De lo anterior, podemos concretar refiriéndonos a actividades como la planificación turística, donde resulta de vital importancia conocer las características de la región sobre la que se asienta la actividad, ya sea de la composición demográfica de su población, su distribución, y otras características socio económicas; o todos aquellos elementos del medio natural que pueden verse afectados o afectar, positiva o negativamente, a la actividad (riesgos, potencialidades,…) Todo ello para obtener el máximo beneficio para la comunidad y para el medio sobre el que se asientan.

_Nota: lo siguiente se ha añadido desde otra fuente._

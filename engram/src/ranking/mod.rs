//! Query-time ordering of vector-search hits and declarative result filters.

mod engine;
mod filters;

pub use engine::{RankingEngine, RankingOptions};
pub use filters::{apply_filters, matches_filters};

¿Otras aplicaciones? Pues hay estudios en muy diversas materias, tan variopintas como:

  • defensa,
  • gestión de riesgos naturales,
  • localización de actividades (eso tan de moda ahora llamado “geomarketing”),
  • expertos en transporte y tráfico,
  • geopolítica (muy en relación con la defensa), y un largo etcétera.

 

Conclusión.

Creo que hoy día el conocimiento tiende a hacerse cada vez más especializado. Sin embargo, es necesario no perder la visión “holística” de los procesos que lleva a cabo el hombre sobre el territorio dada la cada vez mayor interconexión de hechos y procesos en este sistema llamado Tierra.

Espero que esta pequeña reflexión ayude a conocer un poco más qué es ser geólogo, perdón, geógrafo :)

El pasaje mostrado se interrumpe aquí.